EVs also generally use the same fossil plastics for its interiors and components as traditional cars for a good reason. A heavier vehicle has greater energy requirements and plastics offer that irresistible combination of strength, durability, easy workability, low weight and, crucially, cheapness that few if any materials currently offer.
Some even point out that EVs are a godsend for the plastics industry for this reason. Plastics are a much lighter industrial material than traditional ones like steel and aluminium and in this limited sense can contribute to a more energy-efficient car. Getting vehicle weight down is a big consideration in EV design since the battery in these makes them heavier than traditional cars.

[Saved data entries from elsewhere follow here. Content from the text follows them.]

#[async_trait]
impl RequestStore for MemoryTx {
    async fn request_by_id(&mut self, request_id: Uuid) -> Res<Option<FamilyRequest>> {
        Ok(self.work.request(request_id).cloned())
    }

    async fn request_for_update(&mut self, request_id: Uuid) -> Res<Option<FamilyRequest>> {
        Ok(self.work.request(request_id).cloned())
    }

    async fn request_by_code(&mut self, code: &str) -> Res<Option<FamilyRequest>> {
        Ok(self.work.requests.iter().find(|r| r.code == code).cloned())
    }

    async fn requests_by_master(
        &mut self,
        master_subscription_id: Uuid,
    ) -> Res<Vec<FamilyRequest>> {
        Ok(self.work.requests_of(master_subscription_id))
    }

    async fn request_by_slave_subscription(
        &mut self,
        slave_subscription_id: Uuid,
    ) -> Res<Option<FamilyRequest>> {
        Ok(self
            .work
            .requests
            .iter()
            .find(|r| r.slave_subscription_id == Some(slave_subscription_id))
            .cloned())
    }

    async fn has_accepted_request(
        &mut self,
        master_subscription_id: Uuid,
        slave_user_id: Uuid,
    ) -> Res<bool> {
        Ok(self.work.requests.iter().any(|r| {
            r.master_subscription_id == master_subscription_id
                && r.slave_user_id == Some(slave_user_id)
                && r.status == RequestStatus::Accepted
        }))
    }

    async fn insert_request(&mut self, data: RequestCreateRequest) -> Res<FamilyRequest> {
        if self.work.requests.iter().any(|r| r.code == data.code) {
            return Err(AppError::Internal(format!(
                "Duplicate family request code {}",
                data.code
            )));
        }
        let request = FamilyRequest {
            id: Uuid::new_v4(),
            code: data.code,
            master_user_id: data.master_user_id,
            master_subscription_id: data.master_subscription_id,
            slave_plan_id: data.slave_plan_id,
            slave_subscription_id: None,
            slave_user_id: None,
            status: RequestStatus::Created,
            note: None,
            created_at: data.now,
            updated_at: data.now,
            opened_at: None,
            accepted_at: None,
            canceled_at: None,
            expires_at: data.expires_at,
        };
        self.work.requests.push(request.clone());
        Ok(request)
    }

    async fn accept_request(
        &mut self,
        request_id: Uuid,
        data: RequestAcceptRequest,
    ) -> Res<Option<FamilyRequest>> {
        let request = self.work.request_mut(request_id)?;
        if request.status != RequestStatus::Created {
            return Ok(None);
        }
        request.status = RequestStatus::Accepted;
        request.slave_user_id = Some(data.slave_user_id);
        request.accepted_at = Some(data.now);
        request.updated_at = data.now;
        Ok(Some(request.clone()))
    }

    async fn link_slave_subscription(
        &mut self,
        request_id: Uuid,
        slave_subscription_id: Uuid,
    ) -> Res<FamilyRequest> {
        let request = self.work.request_mut(request_id)?;
        request.slave_subscription_id = Some(slave_subscription_id);
        Ok(request.clone())
    }

    async fn cancel_request(
        &mut self,
        request_id: Uuid,
        now: NaiveDateTime,
    ) -> Res<Option<FamilyRequest>> {
        let request = self.work.request_mut(request_id)?;
        if request.status != RequestStatus::Accepted {
            return Ok(None);
        }
        request.status = RequestStatus::Canceled;
        request.canceled_at = Some(now);
        request.updated_at = now;
        Ok(Some(request.clone()))
    }

    async fn mark_opened(&mut self, request_id: Uuid, now: NaiveDateTime) -> Res<FamilyRequest> {
        let request = self.work.request_mut(request_id)?;
        request.opened_at.get_or_insert(now);
        Ok(request.clone())
    }

    async fn update_note(
        &mut self,
        request_id: Uuid,
        note: Option<String>,
        now: NaiveDateTime,
    ) -> Res<FamilyRequest> {
        let request = self.work.request_mut(request_id)?;
        request.note = note;
        request.updated_at = now;
        Ok(request.clone())
    }

    async fn update_expiry(
        &mut self,
        request_id: Uuid,
        expires_at: Option<NaiveDateTime>,
        now: NaiveDateTime,
    ) -> Res<FamilyRequest> {
        let request = self.work.request_mut(request_id)?;
        request.expires_at = expires_at;
        request.updated_at = now;
        Ok(request.clone())
    }
}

For all these reasons, one report estimates that the plastics for EVs market is set to grow 19.7% during 2020 and 2027, tracking the huge boom in EVs expected over that decade.
It is important therefore that bio-biased industries turn their minds and resources towards the problem of reducing manufacturing emissions in EVs.
Weaning EVs off plastics
While EVs mark a step in the right direction for the transport sector, there remains room for improvement for making this technology as emissions-light as possible.
This is important as absolute demand for personal vehicles is expected to rise dramatically over the coming decades. Where possible, emissions from the manufacturing stage should be cut and the ambition should be to achieve as close to a zero emissions car model as possible, without the need for resorting to offsetting.
By offering strong alternatives that perform on weight, mouldability, and weight, bio-based producers could close off a potentially huge growth market for the petrochemicals plastic sector in coming years.
If they can offer serious substitutes for petrochemicals, bio-based producers could leverage the sustainability ambitions of the EV industry to get their materials into cars and displace oil plastics. This is no easy task since plastics make up between 11-20% of the weight of cars and no scaled alternatives to petrochemical versions for the automotive sector have been developed yet.
Yet demand for bio-based car parts will likely increase as the industry in EV grows and its claims of offering sustainable consumption come under closer scrutiny. There is already rising interest in this, most promisingly from public procurers, who are entities capable of adding high-volume demand in a short period of time.
Researchers from BIOMOTIVE reported requests from customers among ambulance manufacturers looking for vehicle components that could easily be recycled. One client involved in tendering vehicles for transporting patients specifically enquired about the availability of seats made up of bio components, which the researchers said could indicate a future market trend.